* _WORK ORDER_:
Determine the number of lines in the data that contain "DegenerateBasis". Answer with that number only.

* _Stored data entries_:

□ □ □

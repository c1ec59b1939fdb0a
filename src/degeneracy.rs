//! Basis repair for degenerate feasible solutions.
//!
//! A basic feasible solution needs exactly `S + D - 1` basic cells for the
//! potential calculator to resolve every `u` and `v`. Constructive
//! heuristics that exhaust a row and a column with a single allocation
//! leave fewer, and the resulting basis graph falls apart into
//! disconnected components.

use rand::Rng;

use crate::error::SolveError;
use crate::evaluation::calculate_potentials;
use crate::models::{ProblemInstance, SolutionMatrix};

/// Repairs a deficient basis by injecting zero-valued basic cells.
///
/// While the basic-cell count is below `S + D - 1` or the potentials do
/// not fully resolve, samples random empty cells (deterministic for a
/// given `rng` state), tentatively sets one to an explicit zero, and keeps
/// it iff it lets the potential calculation reach strictly more rows and
/// columns — that is, iff it reconnects a separated component of the
/// basis. Cells that do not help are reverted and not tried again until
/// the next successful injection.
///
/// Does nothing when the solution already has `S + D - 1` or more basic
/// cells — only deficiency is repaired, never excess — so running the
/// resolver twice is a no-op.
///
/// # Errors
///
/// [`SolveError::DegenerateBasis`] when every untried empty cell has been
/// exhausted without progress. This is fatal and not retried. For a
/// solution with any empty cell in row 0 that cell always progresses
/// toward an unresolved column (`u[0]` is the fixed seed of the potential
/// calculation), so the error guards against corrupted bases rather than
/// a state normal construction can reach.
pub fn resolve_degeneracy<R: Rng>(
    problem: &ProblemInstance,
    solution: &mut SolutionMatrix,
    rng: &mut R,
) -> Result<(), SolveError> {
    let (rows, cols) = (solution.rows(), solution.cols());
    let target = problem.basis_size();
    if solution.basic_count() >= target {
        // Only deficiency is repaired, never excess; a full-size basis
        // that still fails to resolve is reported by the solve loop.
        return Ok(());
    }

    loop {
        let resolved = calculate_potentials(problem, solution).resolved_count();
        if solution.basic_count() >= target && resolved == rows + cols {
            return Ok(());
        }

        let mut candidates: Vec<(usize, usize)> = (0..rows)
            .flat_map(|row| (0..cols).map(move |col| (row, col)))
            .filter(|&(row, col)| !solution.is_basic(row, col))
            .collect();

        let mut progressed = false;
        while !candidates.is_empty() {
            let pick = rng.random_range(0..candidates.len());
            let (row, col) = candidates.swap_remove(pick);
            solution.set(row, col, 0.0);
            if calculate_potentials(problem, solution).resolved_count() > resolved {
                progressed = true;
                break;
            }
            solution.clear(row, col);
        }
        if !progressed {
            return Err(SolveError::DegenerateBasis);
        }
    }
}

□ □ □

* _EXERCISE RESULT_:
2